Of Zebras and Workhorses

The most excellent thing about having flu A last week: I had very few worries about Covid-19. I knew about it and vaguely considered the ways it impacted my family, but my nervous nervous system was subdued by flu.

This morning was the first day I awoke feeling truly like I had overcome the flu. Yay! And cue the nervous nervous system.

My stomach clenched. My chest ached. I could not breathe or function. What was happening? Was the flu back? No. Just plain old stress as usual.

Only it’s not plain, old, or usual. It’s fancy and new and, dare I say, novel. These are strange times with zebra worries. But that doesn’t mean I get to ignore the plain, old, usual workhorses of worry. The things I’ve always worried about remain.
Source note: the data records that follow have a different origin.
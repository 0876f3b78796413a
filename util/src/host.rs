//! Host environment utility functions

// ---------------------------------------------------------------------------
// IMPORTS
// ---------------------------------------------------------------------------

use std::env;
use std::path::PathBuf;

// ---------------------------------------------------------------------------
// CONSTANTS
// ---------------------------------------------------------------------------

/// Name of the environment variable pointing at the root of the software
/// tree. Parameter and session paths are resolved relative to this root.
pub const SW_ROOT_ENV_VAR: &str = "BUGNAV_SW_ROOT";

// ---------------------------------------------------------------------------
// PUBLIC FUNCTIONS
// ---------------------------------------------------------------------------

/// Get the root directory of the software tree.
///
/// Reads the `BUGNAV_SW_ROOT` environment variable. Returns `Err(())` if the
/// variable is unset or empty, in which case the caller should report a
/// configuration error to the user.
pub fn get_sw_root() -> Result<PathBuf, ()> {
    match env::var(SW_ROOT_ENV_VAR) {
        Ok(ref s) if !s.is_empty() => Ok(PathBuf::from(s)),
        _ => Err(())
    }
}
//! Generic parameters functions

// ---------------------------------------------------------------------------
// IMPORTS
// ---------------------------------------------------------------------------

use serde::de::DeserializeOwned;
use std::fs::read_to_string;
use thiserror::Error;
use toml;

// ---------------------------------------------------------------------------
// ENUMERATIONS
// ---------------------------------------------------------------------------

/// An error that occurs during loading of a parameter file.
#[derive(Debug, Error)]
pub enum LoadError {
    #[error("The software root environment variable (BUGNAV_SW_ROOT) is not set")]
    SwRootNotSet,

    #[error("Cannot load the parmeter file: {0}")]
    FileLoadError(std::io::Error),

    #[error("Cannot read the parameter file: {0}")]
    DeserialiseError(toml::de::Error),
}

// ---------------------------------------------------------------------------
// PUBLIC FUNCTIONS
// ---------------------------------------------------------------------------

/// Load a parameter file
///
/// The file path is relative to the software root's "params" directory
pub fn load<P>(param_file_path: &str) -> Result<P, LoadError>
where
    P: DeserializeOwned,
{
    // Get the params dir
    let mut path = crate::host::get_sw_root().map_err(|_| LoadError::SwRootNotSet)?;
    path.push("params");
    path.push(param_file_path);

    // Load the file into a string
    let params_str = read_to_string(path).map_err(LoadError::FileLoadError)?;

    // Parse the string into the parameter struct
    toml::from_str(params_str.as_str()).map_err(LoadError::DeserialiseError)
}
//! Session management
//!
//! A session is a single execution of one of the software's executables. Each
//! session gets its own timestamped directory under the session base
//! directory, which holds the log file for that run.

// ---------------------------------------------------------------------------
// IMPORTS
// ---------------------------------------------------------------------------

// External imports
use chrono::{DateTime, Utc};
use conquer_once::OnceCell;
use std::fs;
use std::path::PathBuf;
use thiserror::Error;

// Internal imports
use crate::time;

// ---------------------------------------------------------------------------
// STATICS
// ---------------------------------------------------------------------------

static SESSION_EPOCH: OnceCell<DateTime<Utc>> = OnceCell::uninit();

// ---------------------------------------------------------------------------
// CONSTANTS
// ---------------------------------------------------------------------------

/// A chrono format string used to timestamp session directories. See
/// https://docs.rs/chrono/0.4.11/chrono/format/strftime/index.html for more
/// information.
const TIMESTAMP_FORMAT: &str = "%Y%m%d_%H%M%S";

// ---------------------------------------------------------------------------
// DATA STRUCTURES
// ---------------------------------------------------------------------------

/// A struct storing information about the current session
#[derive(Clone)]
pub struct Session {
    /// The root directory for this session
    pub session_root: PathBuf,

    /// The path to the session's log file
    pub log_file_path: PathBuf,
}

// ---------------------------------------------------------------------------
// ENUMERATIONS
// ---------------------------------------------------------------------------

/// Possible errors associated with the session module.
#[derive(Error, Debug)]
pub enum SessionError {
    #[error("The software root environment variable (BUGNAV_SW_ROOT) is not set")]
    SwRootNotSet,

    #[error("Cannot create the session directory: {0}")]
    CannotCreateDir(std::io::Error),

    #[error(
        "Cannot initialise the session epoch, have you already initialised \
        the session?"
    )]
    EpochAlreadySet,
}

// ---------------------------------------------------------------------------
// IMPLEMENTATIONS
// ---------------------------------------------------------------------------

impl Session {
    /// Create a new session for the given executable.
    ///
    /// `session_base_dir` is relative to the software root. The session
    /// directory will be `<root>/<session_base_dir>/<exec_name>_<timestamp>`.
    ///
    /// Creating a session also initialises the session epoch, therefore only
    /// one session may be created per process.
    pub fn new(exec_name: &str, session_base_dir: &str) -> Result<Self, SessionError> {
        // Initialise the epoch
        let epoch = Utc::now();

        SESSION_EPOCH
            .try_init_once(|| epoch)
            .map_err(|_| SessionError::EpochAlreadySet)?;

        // Get the software root
        let root = crate::host::get_sw_root().map_err(|_| SessionError::SwRootNotSet)?;

        // Build the session directory path
        let mut path = root;
        path.push(session_base_dir);
        path.push(format!(
            "{}_{}",
            exec_name,
            epoch.format(TIMESTAMP_FORMAT)
        ));

        // Create the directory
        fs::create_dir_all(path.clone()).map_err(SessionError::CannotCreateDir)?;

        // Create the log file path
        let mut log_file_path = path.clone();
        log_file_path.push(format!("{}.log", exec_name));

        Ok(Session {
            session_root: path,
            log_file_path,
        })
    }
}

// ---------------------------------------------------------------------------
// PUBLIC FUNCTIONS
// ---------------------------------------------------------------------------

/// Get the number of seconds elapsed since the start of the session.
///
/// # Panics
/// - This function will panic if the session epoch has not been
///   initialised, which is performed on creating a new Session instance.
pub fn get_elapsed_seconds() -> f64 {
    match SESSION_EPOCH.get() {
        Some(e) => {
            let elapsed = Utc::now() - *e;
            match time::duration_to_seconds(elapsed) {
                Some(s) => s,
                None => std::f64::NAN,
            }
        }
        None => panic!("Cannot get the session epoch!"),
    }
}

/// Return a reference to the session's epoch.
///
/// # Panics
/// - This function will panic if the session epoch has not been
///   initialised, which is performed on creating a new Session instance.
pub fn get_epoch() -> &'static DateTime<Utc> {
    match SESSION_EPOCH.get() {
        Some(e) => e,
        None => panic!("Cannot get the session epoch!"),
    }
}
Notable exceptions: I don’t worry about school shootings currently, which is amazing; I don’t worry about my husband’s commute, as he doesn’t have one; I don’t worry about the ordinary school worries, as my kids are home. But my low-level anxiety over my kids, husband, extended family, community, and self continue for the most part.

Additionally, the zebra worries. What if Covid-19…No, but really, what if Covid-19…What if the vulnerable people I love contract it? What if we all contract it? What if people lose their jobs in droves? What if we have a New Great Depression? What if?

Zebra worries are a sort of bread and butter for writers. The propensity to generate those what-ifs grants a writer a powerful tool to explore ideas. Left unchecked, zebra worries become an ever-growing stampede of anxiety that can and will kill.

So it’s time to get back to checking the zebras. And back to work and managing the workhorse worries.

Last night we sat down with our boys and explained that this is our new normal: We are all at home for the foreseeable future. We each have jobs to do. We each have work stations and schedules and responsibility to keep to them. I said, “Do not make this a possibility in your minds. Make it an absolute. This is happening right now. Absolutely.”

We will have bumps, like any group of people working in close quarters. The kids will need sufficient guidance to follow any sort of home education program three-quarters into the school year. Among us we have a mom, dad, preteen, and two teens. We will need to build in breathing room.

What’s my point? Those are workhorses. Not zebras. Consuming myself with zebras I can do little about [but seriously, follow the CDC guidelines], carries me further from situating my workhorses of time management, household management, mothering, education, and creative work.

If you’re feeling a little zebra-focused, bring your eyes back home. Where your workhorses are. Make a plan and work the plan. And we will, inasmuch as is possible for each of us, all get through this together.